■ **How to complete this task**
Gather up every line from the entries below that uses the word "DiscordConfig".

■ **Material provided**
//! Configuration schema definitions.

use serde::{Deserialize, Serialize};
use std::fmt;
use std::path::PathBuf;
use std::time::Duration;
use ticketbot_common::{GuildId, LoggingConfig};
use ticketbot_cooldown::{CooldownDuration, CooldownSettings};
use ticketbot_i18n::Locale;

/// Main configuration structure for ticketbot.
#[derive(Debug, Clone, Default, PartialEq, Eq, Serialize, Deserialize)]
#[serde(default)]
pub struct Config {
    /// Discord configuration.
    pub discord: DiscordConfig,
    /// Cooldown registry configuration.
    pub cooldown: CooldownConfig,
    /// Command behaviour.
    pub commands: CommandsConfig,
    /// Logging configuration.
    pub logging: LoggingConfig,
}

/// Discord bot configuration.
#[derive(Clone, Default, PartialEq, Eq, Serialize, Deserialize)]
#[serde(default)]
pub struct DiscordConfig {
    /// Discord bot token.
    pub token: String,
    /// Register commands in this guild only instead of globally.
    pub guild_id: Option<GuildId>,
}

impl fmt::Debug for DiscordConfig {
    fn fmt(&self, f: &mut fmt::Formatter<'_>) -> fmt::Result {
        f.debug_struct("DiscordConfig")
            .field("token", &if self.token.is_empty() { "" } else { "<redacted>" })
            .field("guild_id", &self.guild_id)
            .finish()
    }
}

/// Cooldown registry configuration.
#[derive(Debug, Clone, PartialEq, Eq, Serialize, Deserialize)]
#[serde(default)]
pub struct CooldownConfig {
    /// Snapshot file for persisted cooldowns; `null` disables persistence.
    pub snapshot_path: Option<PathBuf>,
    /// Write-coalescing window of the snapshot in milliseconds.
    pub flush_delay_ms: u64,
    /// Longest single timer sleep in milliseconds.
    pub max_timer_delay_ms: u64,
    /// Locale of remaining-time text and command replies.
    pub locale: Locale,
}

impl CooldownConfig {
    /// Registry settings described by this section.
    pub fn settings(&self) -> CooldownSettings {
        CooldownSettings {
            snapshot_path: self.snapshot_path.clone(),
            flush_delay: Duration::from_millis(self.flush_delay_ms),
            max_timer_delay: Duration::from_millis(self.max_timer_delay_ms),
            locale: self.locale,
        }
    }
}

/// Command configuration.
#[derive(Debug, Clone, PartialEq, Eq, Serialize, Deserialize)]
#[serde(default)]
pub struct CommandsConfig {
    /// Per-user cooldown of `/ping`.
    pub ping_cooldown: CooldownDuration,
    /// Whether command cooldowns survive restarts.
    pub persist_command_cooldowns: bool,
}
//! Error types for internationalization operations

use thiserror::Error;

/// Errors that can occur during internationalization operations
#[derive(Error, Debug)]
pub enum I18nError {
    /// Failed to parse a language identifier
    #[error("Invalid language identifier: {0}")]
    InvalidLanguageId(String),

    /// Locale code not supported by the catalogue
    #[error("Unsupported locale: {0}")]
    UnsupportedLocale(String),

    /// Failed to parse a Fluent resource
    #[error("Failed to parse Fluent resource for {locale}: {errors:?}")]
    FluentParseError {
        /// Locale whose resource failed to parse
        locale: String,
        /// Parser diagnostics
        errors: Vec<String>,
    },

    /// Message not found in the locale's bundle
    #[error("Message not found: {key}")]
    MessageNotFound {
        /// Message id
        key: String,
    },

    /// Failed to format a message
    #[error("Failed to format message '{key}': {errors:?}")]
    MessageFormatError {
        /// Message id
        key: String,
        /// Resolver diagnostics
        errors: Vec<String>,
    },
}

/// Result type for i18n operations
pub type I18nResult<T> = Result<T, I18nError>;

■ **Solution**
    pub discord: DiscordConfig,
pub struct DiscordConfig {
impl fmt::Debug for DiscordConfig {
        f.debug_struct("DiscordConfig")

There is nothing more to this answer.